In the Cannabis Industry we hear IRC 280e continuously. Many owners know the history of this messy tax code, but the understanding of it STOPS there. If you have ever sat down and really read some of the multiple articles regarding IRC 280e, you will understand why it’s hard to understand. The IRS wants business owners to know it exists and it governs cannabis owners, but for the average individual who knows little to no bookkeeping it is extremely complex.
First, let’s define what IRC 280e is and why it is important. This federal statute states that a business who participates in the trafficking of a Schedule I or II controlled substance is banned from taking tax deductions or credits. Therefore, because cannabis is a Schedule I drug, cannabis business owners must pay taxes on all their revenue. Thus, removing the benefit of being able to use business expenses to reduce their taxable income. The IRS added an exclusion to 280e that allows the deduction of cost of goods sold with an extremely restricted definition of what can and cannot be included. Summed up, this means because you are trafficking a schedule I drug you are not treated like an everyday business.
Now that you know what it is and why it is important, let’s go further. In every one of my conversations with local business owners here in Oklahoma the topic of “cost of goods sold” or “COGS” is discussed. It is important to keep in mind that what a cannabis business can allocate to cost of goods sold is going to vary by what their role is in the industry. A grower will have more to allocate to cost of goods sold than a dispensary will. According to IRC 280e ONLY costs directly related to cannabis inventory can be allocated to COGS. These costs are made up of both direct and indirect costs pertaining to cannabis inventory. Broken down this way it would appear anyone could handle this job. To accurately determine COGS for a cannabis business a few things need to happen.
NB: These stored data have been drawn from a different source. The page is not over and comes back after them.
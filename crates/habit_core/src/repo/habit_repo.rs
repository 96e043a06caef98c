//! Habit repository contracts and SQLite implementation.
//!
//! # Responsibility
//! - Persist habit configuration and denormalized streak counters.
//! - Encode the recurrence variant into flat `recurrence_*` columns.
//!
//! # Invariants
//! - A habit is only visible to its owner; lookups by another user behave
//!   exactly like a missing habit.
//! - Configuration updates never touch streak columns, and streak updates
//!   never touch configuration columns.

use super::{
    from_millis, parse_count, parse_day, parse_uuid, to_millis, RepoError, RepoResult,
};
use crate::day;
use crate::model::habit::{
    Habit, HabitId, HabitKind, Recurrence, StreakState, TimeOfDay, UserId, WeekStart,
};
use chrono::Utc;
use rusqlite::{params, Connection, Row};
use std::collections::BTreeSet;

const HABIT_SELECT_SQL: &str = "SELECT
    id,
    user_id,
    name,
    description,
    kind,
    color,
    icon,
    time_of_day,
    recurrence_type,
    recurrence_days,
    recurrence_interval,
    recurrence_times,
    recurrence_week_starts_on,
    streak,
    longest_streak,
    last_completed_day,
    archived,
    created_at,
    updated_at
FROM habits";

/// Repository interface for habit records.
pub trait HabitRepository {
    fn create_habit(&self, habit: &Habit) -> RepoResult<HabitId>;
    /// Point read scoped by owner, archived habits included.
    fn get_habit(&self, id: HabitId, user_id: UserId) -> RepoResult<Option<Habit>>;
    /// Non-archived habits, newest first.
    fn list_active_habits(&self, user_id: UserId) -> RepoResult<Vec<Habit>>;
    /// Writes configuration fields and `updated_at`.
    fn update_habit_config(&self, habit: &Habit) -> RepoResult<()>;
    /// Sets `archived = 1`. Archiving twice is not an error.
    fn archive_habit(&self, id: HabitId, user_id: UserId) -> RepoResult<()>;
    fn update_streak(&self, id: HabitId, user_id: UserId, state: &StreakState) -> RepoResult<()>;
}

/// SQLite-backed habit repository.
///
/// Accepts a plain connection or an open transaction (via deref).
pub struct SqliteHabitRepository<'conn> {
    conn: &'conn Connection,
}

impl<'conn> SqliteHabitRepository<'conn> {
    pub fn new(conn: &'conn Connection) -> Self {
        Self { conn }
    }
}

impl HabitRepository for SqliteHabitRepository<'_> {
    fn create_habit(&self, habit: &Habit) -> RepoResult<HabitId> {
        habit.validate()?;
        let recurrence = RecurrenceColumns::from(&habit.recurrence);

        self.conn.execute(
            "INSERT INTO habits (
                id,
                user_id,
                name,
                description,
                kind,
                color,
                icon,
                time_of_day,
                recurrence_type,
                recurrence_days,
                recurrence_interval,
                recurrence_times,
                recurrence_week_starts_on,
                streak,
                longest_streak,
                last_completed_day,
                archived,
                created_at,
                updated_at
            ) VALUES (?1, ?2, ?3, ?4, ?5, ?6, ?7, ?8, ?9, ?10, ?11, ?12, ?13, ?14, ?15, ?16, ?17, ?18, ?19);",
            params![
                habit.id.to_string(),
                habit.user_id.to_string(),
                habit.name.as_str(),
                habit.description.as_deref(),
                habit.kind.as_str(),
                habit.color.as_deref(),
                habit.icon.as_deref(),
                time_of_day_to_db(&habit.time_of_day),
                recurrence.kind,
                recurrence.days,
                recurrence.interval,
                recurrence.times,
                recurrence.week_starts_on,
                habit.streak,
                habit.longest_streak,
                habit.last_completed_date.map(day::to_key),
                bool_to_int(habit.archived),
                to_millis(habit.created_at),
                to_millis(habit.updated_at),
            ],
        )?;

        Ok(habit.id)
    }

    fn get_habit(&self, id: HabitId, user_id: UserId) -> RepoResult<Option<Habit>> {
        let mut stmt = self.conn.prepare(&format!(
            "{HABIT_SELECT_SQL}
             WHERE id = ?1
               AND user_id = ?2;"
        ))?;

        let mut rows = stmt.query(params![id.to_string(), user_id.to_string()])?;
        if let Some(row) = rows.next()? {
            return Ok(Some(parse_habit_row(row)?));
        }

        Ok(None)
    }

    fn list_active_habits(&self, user_id: UserId) -> RepoResult<Vec<Habit>> {
        let mut stmt = self.conn.prepare(&format!(
            "{HABIT_SELECT_SQL}
             WHERE user_id = ?1
               AND archived = 0
             ORDER BY created_at DESC, id ASC;"
        ))?;

        let mut rows = stmt.query([user_id.to_string()])?;
        let mut habits = Vec::new();
        while let Some(row) = rows.next()? {
            habits.push(parse_habit_row(row)?);
        }

        Ok(habits)
    }

    fn update_habit_config(&self, habit: &Habit) -> RepoResult<()> {
        habit.validate()?;
        let recurrence = RecurrenceColumns::from(&habit.recurrence);

        let changed = self.conn.execute(
            "UPDATE habits
             SET
                name = ?3,
                description = ?4,
                kind = ?5,
                color = ?6,
                icon = ?7,
                time_of_day = ?8,
                recurrence_type = ?9,
                recurrence_days = ?10,
                recurrence_interval = ?11,
                recurrence_times = ?12,
                recurrence_week_starts_on = ?13,
                updated_at = ?14
             WHERE id = ?1
               AND user_id = ?2;",
            params![
                habit.id.to_string(),
                habit.user_id.to_string(),
                habit.name.as_str(),
                habit.description.as_deref(),
                habit.kind.as_str(),
                habit.color.as_deref(),
                habit.icon.as_deref(),
                time_of_day_to_db(&habit.time_of_day),
                recurrence.kind,
                recurrence.days,
                recurrence.interval,
                recurrence.times,
                recurrence.week_starts_on,
                to_millis(habit.updated_at),
            ],
        )?;

        if changed == 0 {
            return Err(RepoError::NotFound(habit.id));
        }

        Ok(())
    }

    fn archive_habit(&self, id: HabitId, user_id: UserId) -> RepoResult<()> {
        let changed = self.conn.execute(
            "UPDATE habits
             SET
                archived = 1,
                updated_at = ?3
             WHERE id = ?1
               AND user_id = ?2;",
            params![id.to_string(), user_id.to_string(), to_millis(Utc::now())],
        )?;

        if changed == 0 {
            return Err(RepoError::NotFound(id));
        }

        Ok(())
    }

    fn update_streak(&self, id: HabitId, user_id: UserId, state: &StreakState) -> RepoResult<()> {
        let changed = self.conn.execute(
            "UPDATE habits
             SET
                streak = ?3,
                longest_streak = ?4,
                last_completed_day = ?5,
                updated_at = ?6
             WHERE id = ?1
               AND user_id = ?2;",
            params![
                id.to_string(),
                user_id.to_string(),
                state.streak,
                state.longest_streak,
                state.last_completed_date.map(day::to_key),
                to_millis(Utc::now()),
            ],
        )?;

        if changed == 0 {
            return Err(RepoError::NotFound(id));
        }

        Ok(())
    }
}

/// Flat column projection of one recurrence variant.
struct RecurrenceColumns {
    kind: &'static str,
    days: Option<String>,
    interval: Option<u32>,
    times: Option<u32>,
    week_starts_on: Option<u8>,
}

impl From<&Recurrence> for RecurrenceColumns {
    fn from(value: &Recurrence) -> Self {
        let mut columns = Self {
            kind: value.type_str(),
            days: None,
            interval: None,
            times: None,
            week_starts_on: None,
        };
        match value {
            Recurrence::Daily => {}
            Recurrence::Weekly { days_of_week } => {
                columns.days = Some(
                    days_of_week
                        .iter()
                        .map(u8::to_string)
                        .collect::<Vec<_>>()
                        .join(","),
                );
            }
            Recurrence::EveryNDays { interval } => columns.interval = Some(*interval),
            Recurrence::TimesPerWeek {
                times,
                week_starts_on,
            } => {
                columns.times = Some(*times);
                columns.week_starts_on = Some(week_starts_on.as_index());
            }
        }
        columns
    }
}

fn parse_habit_row(row: &Row<'_>) -> RepoResult<Habit> {
    let id_text: String = row.get("id")?;
    let user_text: String = row.get("user_id")?;
    let kind_text: String = row.get("kind")?;
    let kind = kind_text
        .parse::<HabitKind>()
        .map_err(|err| RepoError::InvalidData(format!("{err} in habits.kind")))?;
    let time_of_day_text: String = row.get("time_of_day")?;
    let last_completed_date = match row.get::<_, Option<String>>("last_completed_day")? {
        Some(value) => Some(parse_day(&value, "habits.last_completed_day")?),
        None => None,
    };
    let archived = match row.get::<_, i64>("archived")? {
        0 => false,
        1 => true,
        other => {
            return Err(RepoError::InvalidData(format!(
                "invalid archived value `{other}` in habits.archived"
            )));
        }
    };

    let habit = Habit {
        id: parse_uuid(&id_text, "habits.id")?,
        user_id: parse_uuid(&user_text, "habits.user_id")?,
        name: row.get("name")?,
        description: row.get("description")?,
        kind,
        color: row.get("color")?,
        icon: row.get("icon")?,
        time_of_day: parse_time_of_day(&time_of_day_text)?,
        recurrence: parse_recurrence(row)?,
        streak: parse_count(row.get("streak")?, "habits.streak")?,
        longest_streak: parse_count(row.get("longest_streak")?, "habits.longest_streak")?,
        last_completed_date,
        archived,
        created_at: from_millis(row.get("created_at")?, "habits.created_at")?,
        updated_at: from_millis(row.get("updated_at")?, "habits.updated_at")?,
    };
    habit.validate()?;
    Ok(habit)
}

fn parse_recurrence(row: &Row<'_>) -> RepoResult<Recurrence> {
    let kind: String = row.get("recurrence_type")?;
    let recurrence = match kind.as_str() {
        "daily" => Recurrence::Daily,
        "weekly" => {
            let days: Option<String> = row.get("recurrence_days")?;
            Recurrence::Weekly {
                days_of_week: parse_days_of_week(days.as_deref().unwrap_or_default())?,
            }
        }
        "every_n_days" => Recurrence::EveryNDays {
            interval: required_column(row, "recurrence_interval")?,
        },
        "times_per_week" => {
            let week_start: u8 = required_column(row, "recurrence_week_starts_on")?;
            Recurrence::TimesPerWeek {
                times: required_column(row, "recurrence_times")?,
                week_starts_on: WeekStart::from_index(week_start).ok_or_else(|| {
                    RepoError::InvalidData(format!(
                        "invalid week start `{week_start}` in habits.recurrence_week_starts_on"
                    ))
                })?,
            }
        }
        other => {
            return Err(RepoError::InvalidData(format!(
                "invalid recurrence type `{other}` in habits.recurrence_type"
            )));
        }
    };
    Ok(recurrence)
}

fn required_column<T: rusqlite::types::FromSql>(row: &Row<'_>, column: &str) -> RepoResult<T> {
    row.get::<_, Option<T>>(column)?
        .ok_or_else(|| RepoError::InvalidData(format!("missing habits.{column}")))
}

fn parse_days_of_week(value: &str) -> RepoResult<BTreeSet<u8>> {
    value
        .split(',')
        .filter(|part| !part.is_empty())
        .map(|part| {
            part.parse::<u8>().map_err(|_| {
                RepoError::InvalidData(format!("invalid weekday `{part}` in habits.recurrence_days"))
            })
        })
        .collect()
}

fn time_of_day_to_db(values: &[TimeOfDay]) -> String {
    values
        .iter()
        .map(|value| value.as_str())
        .collect::<Vec<_>>()
        .join(",")
}

fn parse_time_of_day(value: &str) -> RepoResult<Vec<TimeOfDay>> {
    value
        .split(',')
        .filter(|part| !part.is_empty())
        .map(|part| {
            part.parse::<TimeOfDay>()
                .map_err(|err| RepoError::InvalidData(format!("{err} in habits.time_of_day")))
        })
        .collect()
}

fn bool_to_int(value: bool) -> i64 {
    if value {
        1
    } else {
        0
    }
}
First and foremost, EVERYTHING needs to be accounted for. All receipts, invoices, utility bills, etc., need to be documented, categorized and noted. All income and expenses need to be tracked. No stone should go unturned in this area. Accurate records in this industry are extremely important. If records are not kept accurately or categorized correctly, deductions could lose their credibility as being a deduction. Accurate financial records are extremely important when the IRS decides to audit. If you are aware of Champ V. Commissioner, you will understand exactly how important precise record keeping is. Cannabis business owners are 30% more likely to be audited than any other business. That statement alone should send up a red flag on how extremely import this procedure is.
Second and extremely important, be descriptive in your business. Develop a blueprint of your building and break it down into cannabis and non-cannabis inventory and measure. These measurements will be used to determine what percentage of your building is cannabis inventory related. When developing your floor plan, maximize the space used for cannabis inventory and production. Construct descriptive job descriptions for each employee. Consider a biometric thumbprint system that will report your employees’ time in different areas of your business. This will determine what part if any of the employee wages can be allocated toward COGS. It is important to determine a documented system and do not deviate from it.
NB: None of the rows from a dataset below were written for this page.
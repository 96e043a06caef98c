//! SQLite storage bootstrap and schema migration entry points.
//!
//! # Responsibility
//! - Open and configure SQLite connections for habit core.
//! - Apply schema migrations in deterministic order.
//! - Own the process-wide database handle that hands out per-request
//!   connections.
//!
//! # Invariants
//! - Migration version is tracked via `PRAGMA user_version`.
//! - Core code must not read/write application data before migrations succeed.
//! - Every connection carries a busy timeout, so no store call blocks forever.

use crate::config::DatabaseConfig;
use rusqlite::Connection;
use std::path::{Path, PathBuf};
use std::time::Duration;
use thiserror::Error;

pub mod migrations;
mod open;

pub use open::{open_db, open_db_in_memory, open_db_with_timeout};

pub type DbResult<T> = Result<T, DbError>;

#[derive(Debug, Error)]
pub enum DbError {
    #[error("{0}")]
    Sqlite(#[from] rusqlite::Error),
    #[error("database schema version {db_version} is newer than supported {latest_supported}")]
    UnsupportedSchemaVersion {
        db_version: u32,
        latest_supported: u32,
    },
}

/// Process-wide handle to the habit database file.
///
/// Created once at startup (which runs migrations) and dropped at shutdown.
/// Request handlers call [`Database::connect`] to get their own connection;
/// SQLite file locking provides the cross-connection atomicity that the
/// check-in path relies on.
#[derive(Debug, Clone)]
pub struct Database {
    path: PathBuf,
    busy_timeout: Duration,
}

impl Database {
    /// Opens the configured database once and applies pending migrations.
    pub fn initialize(config: &DatabaseConfig) -> DbResult<Self> {
        let busy_timeout = config.busy_timeout();
        let conn = open_db_with_timeout(&config.path, busy_timeout)?;
        drop(conn);
        Ok(Self {
            path: config.path.clone(),
            busy_timeout,
        })
    }

    /// Opens a fresh connection with the configured busy timeout.
    pub fn connect(&self) -> DbResult<Connection> {
        open_db_with_timeout(&self.path, self.busy_timeout)
    }

    /// Opens a fresh connection with a caller-supplied busy timeout.
    pub fn connect_with_timeout(&self, busy_timeout: Duration) -> DbResult<Connection> {
        open_db_with_timeout(&self.path, busy_timeout)
    }

    pub fn path(&self) -> &Path {
        &self.path
    }
}
//! Habit schema migrations.
//!
//! Each step is an embedded SQL script tagged with the `PRAGMA user_version`
//! it brings the file to. Steps run inside one `IMMEDIATE` transaction, so
//! two processes opening a fresh file at the same time cannot both apply them.
//!
//! `habit_entries` must keep `UNIQUE (user_id, habit_id, day)`: the check-in
//! upsert targets that key.

use crate::db::{DbError, DbResult};
use log::info;
use rusqlite::{Connection, TransactionBehavior};

struct SchemaStep {
    version: u32,
    name: &'static str,
    sql: &'static str,
}

const SCHEMA_STEPS: &[SchemaStep] = &[
    SchemaStep {
        version: 1,
        name: "habits",
        sql: include_str!("0001_habits.sql"),
    },
    SchemaStep {
        version: 2,
        name: "habit_entries",
        sql: include_str!("0002_habit_entries.sql"),
    },
];

/// Schema version this build writes and understands.
pub fn latest_version() -> u32 {
    SCHEMA_STEPS.last().map_or(0, |step| step.version)
}

/// Brings the connected file up to [`latest_version`].
///
/// Returns how many steps were applied by this call; `0` when another
/// connection got there first or the file was already current.
pub fn apply_migrations(conn: &mut Connection) -> DbResult<u32> {
    let latest = latest_version();
    let on_disk = schema_version(conn)?;
    check_supported(on_disk, latest)?;
    if on_disk == latest {
        return Ok(0);
    }

    let tx = conn.transaction_with_behavior(TransactionBehavior::Immediate)?;
    let from = schema_version(&tx)?;
    check_supported(from, latest)?;

    let mut applied = 0;
    for step in SCHEMA_STEPS.iter().filter(|step| step.version > from) {
        tx.execute_batch(step.sql)?;
        tx.pragma_update(None, "user_version", step.version)?;
        info!(
            "event=db_migrate module=db status=applied version={} name={}",
            step.version, step.name
        );
        applied += 1;
    }
    tx.commit()?;

    Ok(applied)
}

fn check_supported(db_version: u32, latest_supported: u32) -> DbResult<()> {
    if db_version > latest_supported {
        return Err(DbError::UnsupportedSchemaVersion {
            db_version,
            latest_supported,
        });
    }
    Ok(())
}

fn schema_version(conn: &Connection) -> DbResult<u32> {
    Ok(conn.pragma_query_value(None, "user_version", |row| row.get(0))?)
}
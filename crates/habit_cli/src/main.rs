//! Command-line front end for habit core.
//!
//! # Responsibility
//! - Load config, start logging and open the database once per invocation.
//! - Print every result as JSON on stdout; errors go to stderr.

use clap::{Parser, Subcommand};
use std::path::PathBuf;

mod commands;

#[derive(Parser)]
#[command(name = "habit", version, about = "Habit tracking CLI")]
struct Cli {
    /// TOML config file
    #[arg(long, global = true)]
    config: Option<PathBuf>,
    /// Database file, overrides `database.path`
    #[arg(long, global = true)]
    db: Option<PathBuf>,
    #[command(subcommand)]
    command: Commands,
}

#[derive(Subcommand)]
enum Commands {
    /// Habit configuration
    Habit {
        #[command(subcommand)]
        action: commands::habit::HabitAction,
    },
    /// Daily check-ins
    Entry {
        #[command(subcommand)]
        action: commands::entry::EntryAction,
    },
    /// Print the core library version
    Version,
}

fn main() {
    let cli = Cli::parse();
    let result = match cli.command {
        Commands::Habit { action } => commands::Context::open(cli.config, cli.db)
            .and_then(|ctx| commands::habit::run(&ctx, action)),
        Commands::Entry { action } => commands::Context::open(cli.config, cli.db)
            .and_then(|ctx| commands::entry::run(&ctx, action)),
        Commands::Version => {
            println!("habit_core version={}", habit_core::core_version());
            Ok(())
        }
    };

    if let Err(e) = result {
        eprintln!("error: {e}");
        std::process::exit(1);
    }
}
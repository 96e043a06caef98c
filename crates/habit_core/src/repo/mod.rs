//! Repository layer abstractions and persistence implementations.
//!
//! # Responsibility
//! - Define use-case oriented data access contracts for habits and entries.
//! - Isolate SQLite query details from service/business orchestration.
//!
//! # Invariants
//! - Repository writes must validate habits before persistence.
//! - Read paths reject invalid persisted state instead of masking it.
//! - Every habit read and write is scoped by `(habit_id, user_id)`.

use crate::db::DbError;
use crate::day::{self, CanonicalDay};
use crate::model::habit::{HabitId, HabitValidationError};
use chrono::{DateTime, Utc};
use thiserror::Error;
use uuid::Uuid;

pub mod entry_repo;
pub mod habit_repo;

pub type RepoResult<T> = Result<T, RepoError>;

#[derive(Debug, Error)]
pub enum RepoError {
    #[error(transparent)]
    Validation(#[from] HabitValidationError),
    #[error("{0}")]
    Db(#[from] DbError),
    #[error("habit not found: {0}")]
    NotFound(HabitId),
    #[error("invalid persisted data: {0}")]
    InvalidData(String),
}

impl From<rusqlite::Error> for RepoError {
    fn from(value: rusqlite::Error) -> Self {
        Self::Db(DbError::Sqlite(value))
    }
}

pub(crate) fn parse_uuid(value: &str, column: &str) -> RepoResult<Uuid> {
    Uuid::parse_str(value)
        .map_err(|_| RepoError::InvalidData(format!("invalid uuid `{value}` in {column}")))
}

pub(crate) fn parse_day(value: &str, column: &str) -> RepoResult<CanonicalDay> {
    day::from_key(value)
        .ok_or_else(|| RepoError::InvalidData(format!("invalid day `{value}` in {column}")))
}

pub(crate) fn to_millis(value: DateTime<Utc>) -> i64 {
    value.timestamp_millis()
}

pub(crate) fn from_millis(value: i64, column: &str) -> RepoResult<DateTime<Utc>> {
    DateTime::from_timestamp_millis(value)
        .ok_or_else(|| RepoError::InvalidData(format!("invalid timestamp `{value}` in {column}")))
}

pub(crate) fn parse_count(value: i64, column: &str) -> RepoResult<u32> {
    u32::try_from(value)
        .map_err(|_| RepoError::InvalidData(format!("invalid count `{value}` in {column}")))
}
Realize that categorizing and reporting deductions incorrectly even for a short time could result in considerable expenses down the road. These expenses can vary from penalties, interest and increased tax liabilities. It is important that you understand what direct and indirect costs consist of. This will allow you to maximize what can be allocated to COGS and capitalize on them. This is important to lessen your tax burden. When the IRS audits, you are going to have to PROVE to them how you determined a cost could be allocated to COGS. This takes organization, documentation and a great deal of knowledge. The IRS would love to put you out of business and they will if you are negligent in your cannabis business books. It’s also important to keep in mind that you CAN NOT file bankruptcy on a cannabis business. You are STILL drug trafficking and the bankruptcy system is not going to protect you.
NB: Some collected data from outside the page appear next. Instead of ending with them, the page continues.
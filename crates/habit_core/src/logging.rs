//! Core logging bootstrap and safety policy.
//!
//! # Responsibility
//! - Initialize file-based rolling logs exactly once per process.
//! - Keep core diagnostics metadata-only (ids, statuses, durations).
//!
//! # Invariants
//! - Logging init is idempotent for the same level and directory.
//! - Logging initialization must not panic.
//! - Re-initialization with a different level or directory is rejected.
//! - Habit names and entry notes never reach a log line.

use crate::config::LoggingConfig;
use flexi_logger::{Cleanup, Criterion, FileSpec, Logger, LoggerHandle, Naming, WriteMode};
use log::{error, info};
use once_cell::sync::OnceCell;
use std::path::{Path, PathBuf};

const LOG_FILE_BASENAME: &str = "habits";
const MAX_LOG_FILE_SIZE_BYTES: u64 = 10 * 1024 * 1024;
const MAX_LOG_FILES: usize = 5;
const MAX_PANIC_PAYLOAD_CHARS: usize = 160;

static LOGGING_STATE: OnceCell<LoggingState> = OnceCell::new();
static PANIC_HOOK_INSTALLED: OnceCell<()> = OnceCell::new();

struct LoggingState {
    level: &'static str,
    log_dir: PathBuf,
    _logger: LoggerHandle,
}

/// Initializes logging from the `[logging]` config section.
///
/// Returns `Ok(false)` without touching global state when no directory is
/// configured, `Ok(true)` once file logging is active.
pub fn init_logging_from_config(config: &LoggingConfig) -> Result<bool, String> {
    let Some(dir) = config.dir.as_ref() else {
        return Ok(false);
    };
    let dir = dir
        .to_str()
        .ok_or_else(|| format!("log_dir `{}` is not valid UTF-8", dir.display()))?;
    init_logging(&config.level, dir)?;
    Ok(true)
}

/// Initializes core logging with level and directory.
///
/// # Errors
/// - Returns an error when `level` is unsupported.
/// - Returns an error when `log_dir` is empty, non-absolute, or cannot be created.
/// - Returns an error when logging is already active with another level or
///   directory.
/// - Returns an error when logger backend setup fails.
pub fn init_logging(level: &str, log_dir: &str) -> Result<(), String> {
    let normalized_level = normalize_level(level)?;
    let normalized_dir = normalize_log_dir(log_dir)?;

    if let Some(state) = LOGGING_STATE.get() {
        return ensure_same_config(state, normalized_level, &normalized_dir);
    }

    let state = LOGGING_STATE.get_or_try_init(|| start_logger(normalized_level, &normalized_dir))?;
    ensure_same_config(state, normalized_level, &normalized_dir)
}

/// Returns `(level, log_dir)` when logging is active.
pub fn logging_status() -> Option<(&'static str, PathBuf)> {
    LOGGING_STATE
        .get()
        .map(|state| (state.level, state.log_dir.clone()))
}

/// Returns the default log level for current build mode.
pub fn default_log_level() -> &'static str {
    if cfg!(debug_assertions) {
        "debug"
    } else {
        "info"
    }
}

pub(crate) fn normalize_level(level: &str) -> Result<&'static str, String> {
    match level.trim().to_ascii_lowercase().as_str() {
        "trace" => Ok("trace"),
        "debug" => Ok("debug"),
        "info" => Ok("info"),
        "warn" | "warning" => Ok("warn"),
        "error" => Ok("error"),
        other => Err(format!(
            "unsupported log level `{other}`; expected trace|debug|info|warn|error"
        )),
    }
}

fn start_logger(level: &'static str, dir: &Path) -> Result<LoggingState, String> {
    std::fs::create_dir_all(dir)
        .map_err(|err| format!("failed to create log directory `{}`: {err}", dir.display()))?;

    let logger = Logger::try_with_str(level)
        .map_err(|err| format!("invalid log level `{level}`: {err}"))?
        .log_to_file(FileSpec::default().directory(dir).basename(LOG_FILE_BASENAME))
        .rotate(
            Criterion::Size(MAX_LOG_FILE_SIZE_BYTES),
            Naming::Numbers,
            Cleanup::KeepLogFiles(MAX_LOG_FILES),
        )
        .write_mode(WriteMode::BufferAndFlush)
        .append()
        .format_for_files(flexi_logger::detailed_format)
        .start()
        .map_err(|err| format!("failed to start logger: {err}"))?;

    install_panic_hook_once();

    info!(
        "event=core_init module=core status=ok platform={} version={} level={} log_dir={}",
        std::env::consts::OS,
        env!("CARGO_PKG_VERSION"),
        level,
        dir.display()
    );

    Ok(LoggingState {
        level,
        log_dir: dir.to_path_buf(),
        _logger: logger,
    })
}

fn ensure_same_config(state: &LoggingState, level: &str, dir: &Path) -> Result<(), String> {
    if state.log_dir != dir {
        return Err(format!(
            "logging already initialized at `{}`; refusing to switch to `{}`",
            state.log_dir.display(),
            dir.display()
        ));
    }
    if state.level != level {
        return Err(format!(
            "logging already initialized with level `{}`; refusing to switch to `{}`",
            state.level, level
        ));
    }
    Ok(())
}

fn normalize_log_dir(log_dir: &str) -> Result<PathBuf, String> {
    let trimmed = log_dir.trim();
    if trimmed.is_empty() {
        return Err("log_dir cannot be empty".to_string());
    }
    let path = Path::new(trimmed);
    if !path.is_absolute() {
        return Err(format!("log_dir must be an absolute path, got `{trimmed}`"));
    }
    Ok(path.to_path_buf())
}

fn install_panic_hook_once() {
    if PANIC_HOOK_INSTALLED.get().is_some() {
        return;
    }

    let previous_hook = std::panic::take_hook();
    std::panic::set_hook(Box::new(move |panic_info| {
        // Payloads may carry user text; flatten and cap before logging.
        let location = panic_info
            .location()
            .map(|loc| format!("{}:{}", loc.file(), loc.line()))
            .unwrap_or_else(|| "unknown".to_string());
        let payload = panic_payload_summary(panic_info);
        error!(
            "event=panic_captured module=core status=error location={} payload={}",
            location, payload
        );
        previous_hook(panic_info);
    }));

    let _ = PANIC_HOOK_INSTALLED.set(());
}

fn panic_payload_summary(info: &std::panic::PanicHookInfo<'_>) -> String {
    let payload = if let Some(message) = info.payload().downcast_ref::<&str>() {
        (*message).to_string()
    } else if let Some(message) = info.payload().downcast_ref::<String>() {
        message.clone()
    } else {
        "non-string panic payload".to_string()
    };

    sanitize_message(&payload, MAX_PANIC_PAYLOAD_CHARS)
}

fn sanitize_message(value: &str, max_chars: usize) -> String {
    let normalized = value.replace(['\n', '\r'], " ");
    let mut truncated = normalized.chars().take(max_chars).collect::<String>();
    if normalized.chars().count() > max_chars {
        truncated.push_str("...");
    }
    truncated
}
Lastly, DO NOT assume the average CPA or Bookkeeper for that matter knows what IRC 280e is or how to manage your books. Many of these professionals have no more knowledge of this federal statute than you do. As a business owner in this industry, it’s your job to ask these professionals questions about their knowledge before you hire them. Cannabis accounting takes a great deal of organization and knowledge. This area of accounting and bookkeeping is specialized and consists of a great deal of education not acquired easily. With that being said UNDERSTAND if an average CPA or bookkeeper does not know how to handle cannabis books…..it is extremely likely you do not either and are going to lose a ton of money and your business. As a cannabis bookkeeper, I expand my knowledge daily on this topic. I am aware of just how much work cost accounting is and the consequences a business owner will suffer over neglect and mistakes. Cannabis bookkeeping involves a very specific Cannabis Chart of Accounts to categorize expenses correctly. Analyzing costs one by one is extremely important and knowing what to do after analyzed is imperative. Start your cannabis books early, preferably from day one. Oklahoma cannabis business owners have to ability to start off on the right foot.